Six
antigen preparations of bovine leukemia virus, including affinity-purified
glycoprotein gp51, gradient-purified fetal lamb kidney-bovine leukemia virus
antigen, and four crude
antigens, were used in combination with several groups of cattle sera, for the evaluation of electrophoretic immunoblotting as a serological test method. Sera (89) from cattle naturally-infected with
bovine leukosis virus, a panel of reference sera from infected and uninfected cattle (18), and serial bleedings from experimentally-infected cows (4) were used. Major differences between the six
antigen preparations were observed in their reactivity with the various sera.
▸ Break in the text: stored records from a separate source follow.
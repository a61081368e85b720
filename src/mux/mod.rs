//! Matroska muxer: assembles an EBML Header plus a Segment (Info, Tracks,
//! Cues, Clusters) from one or more demuxed sample streams.
//!
//! Grounded on `original_source/mcio_matroska.py`'s `MatroskaBuilder` for the
//! basics -- cluster allocation (`TLEN_CLUSTER`/`TOFF_CLUSTER`) and
//! `TrackEntry` assembly (`_build_track`) are ported directly. The original
//! never builds a Cues index, never laces frames, never emits a `BlockGroup`,
//! and never merges tracks by timecode -- it appends each track's blocks to
//! its own clusters in one pass, track by track. Those five pieces are built
//! fresh here against this crate's own EBML type system
//! ([`crate::master`], [`crate::leaf`], [`crate::lacer`]), following the
//! layout `Segment`'s own [`crate::master::Segment`] `nested!` declaration
//! prescribes (`Info`, `Tracks`, `Cues`, then `Cluster*`).

pub mod timecode;

use std::cmp::Reverse;
use std::collections::BinaryHeap;
use std::io::Write;

use rand::RngCore;

use crate::base::{Header, VInt64};
use crate::codec::TrackKind;
use crate::dataref::DataRef;
use crate::element::Element;
use crate::frame::ClusterBlock;
use crate::functional::Encode;
use crate::lacer::Lacer;
use crate::leaf::*;
use crate::master::*;
use crate::{Error, Result};

pub use timecode::tcs_from_secdiv;

const TRACKTYPE_VIDEO: u64 = 0x01;
const TRACKTYPE_AUDIO: u64 = 0x02;
/// Matroska's `TrackType` value for subtitle tracks, for callers building
/// `TrackSettings::None` subtitle entries. This crate's demuxers never
/// produce subtitle samples themselves (§4.6 synthesizes them separately),
/// but the constant is kept alongside its video/audio siblings for symmetry
/// with the original's `TRACKTYPE_*` trio.
pub const TRACKTYPE_SUB: u64 = 0x11;

fn track_type_value(kind: TrackKind) -> u64 {
    match kind {
        TrackKind::Video => TRACKTYPE_VIDEO,
        TrackKind::Audio => TRACKTYPE_AUDIO,
        TrackKind::Subtitle => TRACKTYPE_SUB,
    }
}

/// The cluster-relative timestamp range a block can express (`i16`).
const TLEN_CLUSTER: u64 = 1 << 16;
/// Clusters are allocated centered on their timestamp slot, matching the
/// original's `TOFF_CLUSTER` -- this keeps the common case of small negative
/// relative timestamps (slightly-reordered samples) within `i16` range too.
const TOFF_CLUSTER: u64 = 1 << 15;
/// Cap on how many frames a single lace may fold together.
const MAX_LACED_FRAMES: usize = 32;

/// Per-track settings that accompany a `TrackEntry`'s `Video`/`Audio` sub-element.
pub enum TrackSettings {
    /// Video track: pixel dimensions.
    Video {
        /// Width of the encoded frames, in pixels.
        width: u16,
        /// Height of the encoded frames, in pixels.
        height: u16,
    },
    /// Audio track: sampling frequency and channel count.
    Audio {
        /// Sampling frequency in Hz.
        sample_rate: f64,
        /// Channel count.
        channels: u8,
    },
    /// No settings sub-element (e.g. a subtitle track).
    None,
}

/// Track-level metadata that isn't tied to a particular codec/kind: display
/// name, language (already translated to ISO-639-2, see
/// [`crate::subtitle::to_iso_639_2`]), the default-track flag, and whether
/// this track should appear in the Cues index. Defaults to `flag_default:
/// true`, matching every track the original builder itself constructs (which
/// never sets `FlagDefault`, leaving its element-default of `1`); subtitle
/// tracks explicitly override it to `false` per `spec.md` §4.6.
/// `cue_eligible: None` defers to `add_track`'s own default (video tracks
/// are cued, audio and subtitle tracks are not), matching the end-to-end
/// scenario of a single `CuePoint` at time 0 pointing at the video track.
pub struct TrackMeta {
    /// Track display name.
    pub name: Option<String>,
    /// ISO-639-2 language code.
    pub language: Option<String>,
    /// Whether this is the default track for its kind.
    pub flag_default: bool,
    /// Whether this track's keyframes should be indexed in the Segment's
    /// Cues. `None` defers to the kind-based default (video only).
    pub cue_eligible: Option<bool>,
}

impl Default for TrackMeta {
    fn default() -> Self {
        TrackMeta { name: None, language: None, flag_default: true, cue_eligible: None }
    }
}

/// The three historical-compatibility knobs `spec.md` §9 calls out, carried
/// as constructor parameters (not globals) so a caller can opt a file out of
/// them. `Default` picks the most-compatible setting for all three, matching
/// what a player built against an older/pickier Matroska implementation
/// expects.
#[derive(Debug, Clone, Copy, PartialEq, Eq)]
pub struct CompatFlags {
    /// Align the very first cluster's base timecode to its first frame
    /// instead of offsetting it by `TOFF_CLUSTER`, so the first cluster
    /// never needs negative relative timecodes.
    pub align_first_cluster_base: bool,
    /// Cap cluster duration at roughly 5 seconds of Segment Ticks instead of
    /// the full `i16` relative-timecode range.
    pub cluster_duration_cap: bool,
    /// Disable lacing on every track that isn't audio, working around
    /// players that mishandle laced video/subtitle blocks.
    pub lacing_bug_compat: bool,
}

impl Default for CompatFlags {
    fn default() -> Self {
        CompatFlags { align_first_cluster_base: true, cluster_duration_cap: true, lacing_bug_compat: true }
    }
}

/// A track registered with [`MatroskaBuilder::add_track`] but not yet
/// assigned to clusters -- that only happens once every track is known, so
/// frames from all tracks can be merged by absolute timecode.
struct PendingTrack {
    track_number: u64,
    kind: TrackKind,
    cue_eligible: bool,
    samples: Vec<(u64, DataRef, bool)>,
}

/// One resolved Cues entry, carrying its target cluster by index until
/// `write_to_file`'s second pass knows that cluster's Segment-relative
/// byte offset.
struct CueSpec {
    time: u64,
    track_number: u64,
    cluster_idx: usize,
    block_number: u64,
}

/// Incrementally assembles a Matroska `Segment` from one or more demuxed tracks.
///
/// Construct once per output file with [`MatroskaBuilder::new`], call
/// [`MatroskaBuilder::add_track`] once per input track, then
/// [`MatroskaBuilder::write_to_file`].
pub struct MatroskaBuilder {
    info: Info,
    tracks: Tracks,
    compat: CompatFlags,
    pending: Vec<PendingTrack>,
}
//! The codec registry: opaque codec identifiers and their Matroska `CodecID` strings.

use std::fmt;

/// The kind of track a codec belongs to, used to validate codec/track pairings
/// and to report [`crate::Error::CodecEncapsulation`].
#[derive(Debug, Clone, Copy, PartialEq, Eq, Hash)]
pub enum TrackKind {
    /// A video track.
    Video,
    /// An audio track.
    Audio,
    /// A subtitle track.
    Subtitle,
}

impl fmt::Display for TrackKind {
    fn fmt(&self, f: &mut fmt::Formatter<'_>) -> fmt::Result {
        match self {
            TrackKind::Video => write!(f, "video"),
            TrackKind::Audio => write!(f, "audio"),
            TrackKind::Subtitle => write!(f, "subtitle"),
        }
    }
}

/// A codec known to this crate's demuxers and builder.
///
/// Mirrors the `CODEC_ID_*` constants in `mcio_codecs.py`: codec identity is
/// opaque to the demuxers (they only ever compare/forward it), and the
/// builder is the only place a `Codec` is turned into a Matroska `CodecID`
/// string.
#[derive(Debug, Clone, Copy, PartialEq, Eq, Hash)]
pub enum Codec {
    /// MPEG-1 video.
    Mpeg1,
    /// MPEG-2 video.
    Mpeg2,
    /// MPEG-4 Part 2 video, a.k.a. DivX.
    Mpeg4Part2,
    /// H.264 / AVC / MPEG-4 Part 10 video.
    H264,
    /// Snow video (FFmpeg experimental codec).
    Snow,
    /// Theora video.
    Theora,
    /// Flash Screen Video.
    FlashSv,
    /// Sorenson Spark / H.263 variant used by Flash Video.
    Flv1,
    /// On2 VP6 video.
    Vp6,
    /// On2 VP6 video with alpha channel.
    Vp6a,
    /// VP8 video.
    Vp8,
    /// Advanced Audio Coding.
    Aac,
    /// Dolby Digital (AC-3) audio.
    Ac3,
    /// DTS audio.
    Dts,
    /// Free Lossless Audio Codec.
    Flac,
    /// MPEG-1 Audio Layer I.
    Mp1,
    /// MPEG-1 Audio Layer II.
    Mp2,
    /// MPEG-1 Audio Layer III.
    Mp3,
    /// Speex audio.
    Speex,
    /// Vorbis audio.
    Vorbis,
    /// Pseudo-codec: Microsoft Video for Windows (VFW) wrapping for Matroska.
    MsVfw,
    /// Pseudo-codec: Microsoft Audio Compression Manager (ACM) wrapping for Matroska.
    MsAcm,
}

impl Codec {
    /// The kind of track this codec can appear on.
    pub fn track_kind(&self) -> TrackKind {
        use Codec::*;
        match self {
            Mpeg1 | Mpeg2 | Mpeg4Part2 | H264 | Snow | Theora | FlashSv | Flv1 | Vp6 | Vp6a
            | Vp8 | MsVfw => TrackKind::Video,
            Aac | Ac3 | Dts | Flac | Mp1 | Mp2 | Mp3 | Speex | Vorbis | MsAcm => TrackKind::Audio,
        }
    }

    /// Alias for `Mpeg4Part2`, matching `mcio_codecs.py`'s `CODEC_ID_DIVX` alias.
    pub const DIVX: Codec = Codec::Mpeg4Part2;
    /// Alias for `H264`, matching `mcio_codecs.py`'s `CODEC_ID_AVC` alias.
    pub const AVC: Codec = Codec::H264;

    /// The Matroska `CodecID` string for this codec, e.g. `"V_MPEG4/ISO/AVC"`.
    ///
    /// Returns `None` for the MS-compatibility pseudo-codecs, whose `CodecID`
    /// depends on the wrapped FourCC/tag rather than being a fixed string; the
    /// builder constructs those directly.
    pub fn matroska_codec_id(&self) -> Option<&'static str> {
        use Codec::*;
        Some(match self {
            Mpeg1 => "V_MPEG1",
            Mpeg2 => "V_MPEG2",
            Mpeg4Part2 => "V_MPEG4/ISO/ASP",
            H264 => "V_MPEG4/ISO/AVC",
            Snow => "V_SNOW",
            Theora => "V_THEORA",
            FlashSv => "V_FLASHSV",
            Flv1 => "V_FLV1",
            Vp6 => "V_VP6",
            Vp6a => "V_VP6A",
            Vp8 => "V_VP8",
            Aac => "A_AAC",
            Ac3 => "A_AC3",
            Dts => "A_DTS",
            Flac => "A_FLAC",
            Mp1 => "A_MPEG/L1",
            Mp2 => "A_MPEG/L2",
            Mp3 => "A_MPEG/L3",
            Speex => "A_SPEEX",
            Vorbis => "A_VORBIS",
            MsVfw | MsAcm => return None,
        })
    }
}

impl fmt::Display for Codec {
    fn fmt(&self, f: &mut fmt::Formatter<'_>) -> fmt::Result {
        write!(f, "{:?}", self)
    }
}

#[cfg(test)]
mod tests {
    use super::*;

    #[test]
    fn matroska_ids_match_known_strings() {
        assert_eq!(Codec::H264.matroska_codec_id(), Some("V_MPEG4/ISO/AVC"));
        assert_eq!(Codec::Vorbis.matroska_codec_id(), Some("A_VORBIS"));
        assert_eq!(Codec::MsVfw.matroska_codec_id(), None);
    }

    #[test]
    fn track_kinds_partition_video_and_audio() {
        assert_eq!(Codec::H264.track_kind(), TrackKind::Video);
        assert_eq!(Codec::Aac.track_kind(), TrackKind::Audio);
    }

    #[test]
    fn aliases_resolve_to_canonical_variant() {
        assert_eq!(Codec::DIVX, Codec::Mpeg4Part2);
        assert_eq!(Codec::AVC, Codec::H264);
    }
}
The immunological variabilities of these
antigens were confirmed further by their reactions with a gp51-specific
monoclonal antibody. The known immunodominant gp51 failed as a reliable
indicator for the serological status of the sera in blots when compared to the results on the same sera, two gp51-specific ELISAs and the
agar gel immunodiffusion test were used as reference tests. There was a lack of staining of gp51
antigen by many sera, probably due to the labile nature of the gp51 molecule. On the other hand, non-specific staining in the gp51 region appeared with high frequency in some
antigens. Antibody staining of the internal
viral protein p24 correlated well with the results of the three reference tests. Other bands stained infrequently and were of no diagnostic value.